Task statement: Reproduce the entries below, please. Keep every character the same.

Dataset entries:
//! Route guard for the protected region of the app.

use log::debug;

use crate::navigation::{Navigator, Route};
use crate::session::{SessionHandle, SessionState};

#[derive(Debug, Clone, Copy, PartialEq, Eq)]
pub enum GuardDecision {
    /// The session is not known yet; show a neutral loading indicator and mount nothing.
    Loading,
    /// Render the requested view.
    Render,
    /// Send the user to the login view. The requested path is not remembered.
    RedirectToLogin,
}

#[derive(Debug, Clone)]
pub struct RouteGuard {
    session: SessionHandle,
    navigator: Navigator,
}

impl RouteGuard {
    pub fn new(session: SessionHandle, navigator: Navigator) -> Self {
        Self { session, navigator }
    }

    pub fn evaluate(state: &SessionState) -> GuardDecision {
        if state.is_loading {
            GuardDecision::Loading
        } else if state.is_authenticated() {
            GuardDecision::Render
        } else {
            GuardDecision::RedirectToLogin
        }
    }

    /// Attempts to show `route` with the session as it is right now.
    ///
    /// While loading nothing is navigated, so no protected view gets mounted.
    pub fn enter(&self, route: Route) -> GuardDecision {
        let decision = if route.is_public() {
            GuardDecision::Render
        } else {
            Self::evaluate(&self.session.snapshot())
        };

        match decision {
            GuardDecision::Render => self.navigator.navigate(route),
            GuardDecision::RedirectToLogin => {
                debug!("Blocked {} without a session", route);
                self.navigator.navigate(Route::Login);
            }
            GuardDecision::Loading => {}
        }
        decision
    }

    /// Like `enter`, but first waits for startup rehydration to finish.
    pub async fn resolve(&self, route: Route) -> GuardDecision {
        let mut session = self.session.clone();
        session.loaded().await;
        self.enter(route)
    }
}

Answer area:
//! Route guard for the protected region of the app.

use log::debug;

use crate::navigation::{Navigator, Route};
use crate::session::{SessionHandle, SessionState};

#[derive(Debug, Clone, Copy, PartialEq, Eq)]
pub enum GuardDecision {
    /// The session is not known yet; show a neutral loading indicator and mount nothing.
    Loading,
    /// Render the requested view.
    Render,
    /// Send the user to the login view. The requested path is not remembered.
    RedirectToLogin,
}

#[derive(Debug, Clone)]
pub struct RouteGuard {
    session: SessionHandle,
    navigator: Navigator,
}

impl RouteGuard {
    pub fn new(session: SessionHandle, navigator: Navigator) -> Self {
        Self { session, navigator }
    }

    pub fn evaluate(state: &SessionState) -> GuardDecision {
        if state.is_loading {
            GuardDecision::Loading
        } else if state.is_authenticated() {
            GuardDecision::Render
        } else {
            GuardDecision::RedirectToLogin
        }
    }

    /// Attempts to show `route` with the session as it is right now.
    ///
    /// While loading nothing is navigated, so no protected view gets mounted.
    pub fn enter(&self, route: Route) -> GuardDecision {
        let decision = if route.is_public() {
            GuardDecision::Render
        } else {
            Self::evaluate(&self.session.snapshot())
        };

        match decision {
            GuardDecision::Render => self.navigator.navigate(route),
            GuardDecision::RedirectToLogin => {
                debug!("Blocked {} without a session", route);
                self.navigator.navigate(Route::Login);
            }
            GuardDecision::Loading => {}
        }
        decision
    }

    /// Like `enter`, but first waits for startup rehydration to finish.
    pub async fn resolve(&self, route: Route) -> GuardDecision {
        let mut session = self.session.clone();
        session.loaded().await;
        self.enter(route)
    }
}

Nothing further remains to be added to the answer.